Don't let me give you the impression that they hardly fight back, though; they most certainly do. Wielding an impressive variety of weapons and other tools, they work with vigilance to make poor Marco ancient history. Even in the opening segments, Morden's grunts strategically employ an impressive array of knives, pistols, chainguns, and tanks. By the end of the adventure, an endless wave of bombers, motorcycles, and anti-aircraft units will make Marco's life a living hell, not that the homing missiles, grenades, and sniper rifles do anything to help. While individually weak, the legions of enemy forces will assuredly rack up a multitude of kills. There are no cheap deaths, but it only takes a split second attention lapse for your character to come to a gruesome end.

Fortunately, Marco isn't the only fish for them to catch. At the sole discretion of your roommate, significant other, or friend who spends scary amounts of time in your home, Tarma might be allowed to enter the fray. A rugged man donning khaki pants and a badical eyepatch, bringing this soldier into the game shines a completely new light on the game. Everything moves along at double the speed, as the screen literally becomes filled with bullets, explosions, sweat (damn censorship), and other forms of carnage. It also allows for a higher degree of strategy, as in situations such as the dual-tank on a massive stone wall, it's much easier to stick to a certain divide and conquer plan. Doubling your firepower also can't hurt, unless you get into fistfights over the powerups.

Adding to the general state of chaos are the vehicles placed sporadically throughout the game - tanks, tanks, and (my favorite) tanks. These monstrosities are always excellently positioned, as your chainguns will never lack a string of baddies to use as red spraypaint. Plus, you can't top the joy of driving into a mob while shouting "Ramming speed!". You won't be the only one piloting whoopass transports, though. Every level culminates in a battle against a behemoth variation of real-life jalopies, each one more imposing than the last. While you may only duel an artillery cannon in the Aztec ruins of your first operation, even the midgame snowfields climax with a big fucking tank that litters the terrain with landmines, rockets, and lasers. Oh my.

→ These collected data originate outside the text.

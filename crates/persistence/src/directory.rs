//! Directory file - danh sách teller/admin với mật khẩu argon2.
//!
//! Thay thế directory service thật (Active Directory, LDAP) khi chạy offline.
//! File JSON:
//!
//! ```json
//! {
//!   "users": [
//!     {
//!       "username": "jdoe",
//!       "display_name": "Jane Doe",
//!       "password_hash": "$argon2id$v=19$...",
//!       "groups": ["Bank Teller"]
//!     }
//!   ]
//! }
//! ```

use crate::error::{PersistenceError, PersistenceResult};
use argon2::{
    password_hash::{rand_core::OsRng, PasswordHash, PasswordHasher, PasswordVerifier, SaltString},
    Argon2,
};
use serde::{Deserialize, Serialize};
use std::fs;
use std::path::Path;
use tellerbank_core::{AuthError, Authenticator, Principal};
use tracing::{debug, warn};

/// Một user trong directory file
#[derive(Debug, Clone, Serialize, Deserialize)]
pub struct DirectoryUser {
    pub username: String,
    #[serde(default)]
    pub display_name: Option<String>,
    /// PHC string (argon2id)
    pub password_hash: String,
    #[serde(default)]
    pub groups: Vec<String>,
}

impl DirectoryUser {
    /// Tạo user mới, hash secret bằng argon2
    pub fn new(username: &str, secret: &str) -> PersistenceResult<Self> {
        Ok(Self {
            username: username.trim().to_string(),
            display_name: None,
            password_hash: hash_secret(secret)?,
            groups: Vec::new(),
        })
    }

    pub fn with_display_name(mut self, name: &str) -> Self {
        self.display_name = Some(name.to_string());
        self
    }

    pub fn with_group(mut self, group: &str) -> Self {
        self.groups.push(group.to_string());
        self
    }

    fn verify(&self, secret: &str) -> bool {
        let parsed = match PasswordHash::new(&self.password_hash) {
            Ok(hash) => hash,
            Err(e) => {
                warn!(username = %self.username, error = %e, "malformed password hash in directory");
                return false;
            }
        };
        Argon2::default()
            .verify_password(secret.as_bytes(), &parsed)
            .is_ok()
    }

    fn principal(&self) -> Principal {
        Principal {
            username: self.username.clone(),
            display_name: self.display_name.clone(),
            groups: self.groups.clone(),
        }
    }
}

/// Directory được load từ file JSON
#[derive(Debug, Clone, Default, Serialize, Deserialize)]
pub struct DirectoryFile {
    #[serde(default)]
    pub users: Vec<DirectoryUser>,
}

impl DirectoryFile {
    /// Load directory từ file
    pub fn load<P: AsRef<Path>>(path: P) -> PersistenceResult<Self> {
        let path = path.as_ref();
        let content = fs::read_to_string(path)?;
        let directory: Self = serde_json::from_str(&content)?;
        debug!(path = %path.display(), users = directory.users.len(), "directory loaded");
        Ok(directory)
    }

    pub fn from_users(users: Vec<DirectoryUser>) -> Self {
        Self { users }
    }

    /// Ghi directory ra file (pretty JSON)
    pub fn save<P: AsRef<Path>>(&self, path: P) -> PersistenceResult<()> {
        let json = serde_json::to_string_pretty(self)?;
        fs::write(path, json)?;
        Ok(())
    }

    fn find(&self, username: &str) -> Option<&DirectoryUser> {
        let username = username.trim();
        self.users
            .iter()
            .find(|u| u.username.eq_ignore_ascii_case(username))
    }
}

impl Authenticator for DirectoryFile {
    fn authenticate(&self, username: &str, secret: &str) -> Result<Principal, AuthError> {
        match self.find(username) {
            Some(user) if user.verify(secret) => Ok(user.principal()),
            _ => Err(AuthError::InvalidCredentials),
        }
    }
}

/// Hash secret thành PHC string argon2id với salt ngẫu nhiên
pub fn hash_secret(secret: &str) -> PersistenceResult<String> {
    let salt = SaltString::generate(&mut OsRng);
    Argon2::default()
        .hash_password(secret.as_bytes(), &salt)
        .map(|hash| hash.to_string())
        .map_err(|e| PersistenceError::PasswordHash(e.to_string()))
}
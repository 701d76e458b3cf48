//! # Tellerbank Business
//!
//! Business logic layer - teller operations (open, close, query, lodge, withdraw),
//! session login against the directory, and runtime configuration.

pub mod config;
pub mod error;
pub mod services;
pub mod session;
pub mod teller;

pub use config::BankConfig;
pub use error::{BusinessError, BusinessResult};
pub use services::ServiceContext;
pub use session::{CredentialPrompt, LoginFailure, SessionService, TellerSession};
pub use teller::{CloseApproval, TellerService};
//! Provisioning helpers: directory password hashes and audit encryption keys

use anyhow::{bail, Context, Result};
use std::io::{self, BufRead};
use tellerbank_persistence::{hash_secret, DirectoryUser, FieldCipher};

/// Read a secret from stdin and print its argon2 hash.
///
/// With `username`, prints a ready-to-paste directory entry instead.
pub fn hash(username: Option<&str>, display_name: Option<&str>, groups: &[String]) -> Result<()> {
    let mut secret = String::new();
    io::stdin()
        .lock()
        .read_line(&mut secret)
        .context("Failed to read secret from stdin")?;
    let secret = secret.trim_end_matches(['\r', '\n']);
    if secret.is_empty() {
        bail!("secret cannot be empty");
    }

    println!("{}", render(secret, username, display_name, groups)?);
    Ok(())
}

fn render(
    secret: &str,
    username: Option<&str>,
    display_name: Option<&str>,
    groups: &[String],
) -> Result<String> {
    let Some(username) = username else {
        return Ok(hash_secret(secret)?);
    };

    let mut user = DirectoryUser::new(username, secret)?;
    if let Some(name) = display_name {
        user = user.with_display_name(name);
    }
    for group in groups {
        user = user.with_group(group);
    }
    Ok(serde_json::to_string_pretty(&user)?)
}

/// Print a fresh hex key for the audit encryption variable
pub fn generate_key(env_var: &str) {
    println!("{}={}", env_var, FieldCipher::generate_key_hex());
}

Despite its serious overtones, though, Metal Slug is an absolutely hilarious game, to the point where I laughed more my first time through than the first time I saw Caddyshack. As Tarma infiltrates a train station, for instance, he observes three lazy grunts merrily roasting a chicken over an open flame; a minute later, as if their day wasn't ruined enough by the new holes in their faces, he eats their chicken. Amusing incidents such as these aren't isolated, giving the game a light and humorous tone. From the first overwrought death by fire suffered by one of your foes to the odd remarks of Sgt. Allen (COME ON, BOY!), the game never fails to inspire chuckles. My personal favorite moment occurred when I blew apart an outhouse and caught some deviant sitting on the loo. He threw his arms up in surrender while screaming, and then somehow escaped through the plumbing. Awesome.

In fact, there's no better way to sum up this game. Everything just reeks of awesome, from the standard but majestic tunes to the gorgeous animation. The gameplay itself is a total blast: it's well balanced, exhilarating, challenging, and everything in between. The two-player mode also happens to be one of the best things since sliced cake, while the game's amazing variety and sense of humor serve as a most delicious icing. While it was probably just an attempt to cash in on the large gap left by the floundering Contra franchise, with Metal Slug SNK had unwittingly conceived the finest run-n-gun action game ever. Stylistically different from its sequels and simply better than its competitors, not playing this game should be a crime.